Daily Archives: January 31, 2019

I woke up too early today

And yesterday too for that matter, and the one led to the other. I had to get up early to catch the bus to the Lab Rat Keeper to get there by 1130 which required leaving the house by 0930. Which in turn required getting up about 0800, which is roughly 20 minutes after I finally got to sleep Tuesday night. So running on caffeine and adrenaline all day yesterday and going shopping and navigating the bus system I finally started to shut down about midnight instead of when the school bus picks up the kids across the street. And I didn’t sleep soundly so Mrs. the Poet accidentally woke me up early this AM instead of letting me sleep until I normally get up.

Also I was supposed to go pay my cell bill today, but I felt wonky all day and I was also still a little leg and foot sore from all the walking I did yesterday. So I’m going to go pay it tomorrow instead, but that means nobody will be able to contact me until I get it paid. I won’t be getting constant text spam and phone calls, what will I do? /s (official internet designation that the entirety of the previous sentence was snark). Actually I felt so wonky that I didn’t do a lot of things until Mrs. the Poet reminded me, like eating. I got breakfast on my own but after that I got a little at a loss, and would have missed eating completely without getting a reminder to consume mass quantities (70s media reference there, 25 culture points to the house of the reader who can name it).

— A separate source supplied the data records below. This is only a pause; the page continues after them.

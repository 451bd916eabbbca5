#![allow(dead_code)]

use std::fs;
use std::path::Path;
use std::sync::{Arc, Mutex};
use std::time::Duration;

use batchcast::catalog::{FileCatalog, MediaFile};
use batchcast::config::{MediaExtensions, OrderMode};
use batchcast::contract::{DeliveryChannel, DeliveryError, MockDeliveryChannel};
use batchcast::coordinator::{CycleSettings, UploadCoordinator};
use batchcast::select::Budget;
use batchcast::store::JsonStore;

pub fn settings(budget: Budget) -> CycleSettings {
    CycleSettings {
        budget,
        order: OrderMode::Name,
        archive_retention: Duration::from_secs(3 * 24 * 60 * 60),
        delivery_timeout: Duration::from_secs(5),
    }
}

pub fn coordinator<C: DeliveryChannel>(root: &Path, budget: Budget, channel: C) -> UploadCoordinator<C> {
    let catalog = FileCatalog::new(root.join("media"), root.join("archive"), MediaExtensions::default());
    catalog.ensure_dirs().unwrap();
    UploadCoordinator::new(
        settings(budget),
        catalog,
        JsonStore::new(root.join("upload_history.json")),
        JsonStore::new(root.join("media_ratings.json")),
        channel,
    )
}

/// Write `count` files named `{prefix}{i:02}.{ext}` of `size` bytes into the pending folder.
pub fn seed(root: &Path, prefix: &str, ext: &str, count: usize, size: usize) -> Vec<String> {
    let dir = root.join("media");
    fs::create_dir_all(&dir).unwrap();
    (0..count)
        .map(|i| {
            let name = format!("{prefix}{i:02}.{ext}");
            fs::write(dir.join(&name), vec![0u8; size]).unwrap();
            name
        })
        .collect()
}

pub fn pending(root: &Path, name: &str) -> bool {
    root.join("media").join(name).is_file()
}

pub fn archived(root: &Path, name: &str) -> bool {
    root.join("archive").join(name).is_file()
}

/// A mock channel that answers each `send` from `responses` in order and records the labels it saw.
pub fn scripted_channel(
    responses: Vec<Result<String, DeliveryError>>,
) -> (MockDeliveryChannel, Arc<Mutex<Vec<(String, usize)>>>) {
    let calls = Arc::new(Mutex::new(Vec::new()));
    let seen = calls.clone();
    let responses = Arc::new(Mutex::new(responses.into_iter()));
    let mut channel = MockDeliveryChannel::new();
    channel
        .expect_send()
        .returning(move |batch: &[MediaFile], label: &str| {
            seen.lock().unwrap().push((label.to_string(), batch.len()));
            responses
                .lock()
                .unwrap()
                .next()
                .expect("more sends than scripted responses")
        });
    (channel, calls)
}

Also I got another e-mail about that dyno test I linked to last week with the 494 torque at 4000 RPM and only 405 HP at only 4900 RPM. The people who made the manifold say that the 224°@0.050″ lift is about the lower limit on getting air through the manifold at higher RPM and that normal cams for the usual dual-plane manifolds will stop producing power about 4500 RPM, and that it takes a lot of duration to get through the acoustic ram tuning inherent in the manifold to get power above 5000 RPM. And that because of that acoustic tuning the low RPM torque wouldn’t drop off either, much, especially with a 383 making the acoustics ring. Another Bad Idea was using Tri-Y exhaust manifolds with this combination unless I’m making a car or truck to pull stumps out of the ground. Seriously, using this manifold requires a re-think of every component because of the strength of the acoustic tuning below peak torque and the way it interferes with airflow above the torque peak, including things that reinforce low end torque, like small diameter long-tube headers or Tri-y headers.

And I “rilly” need to wrap this up before my brain turns to oatmeal, yum, oatmeal…

Got the gas, got two of three bolts

And also got the drills to put the bolts in the board when I cut it later. Good news is I don’t have to take the torch back to the store, it works fine. I didn’t take a picture because everybody has seen fire and just about everyone has seen the blue flame of a butane torch. More good news, the rod bends smoothly around the bolt when I heat it and holds its shape after I pull it away from the heat.

Bad news, I still haven’t got those rod ends from Dirt Modeller and there was no tracking information on the web site to tell me where they are now. It has only been a week, even though it seems longer because of the politics of the age. And I just face-planted into the keyboard again. another post tomorrow.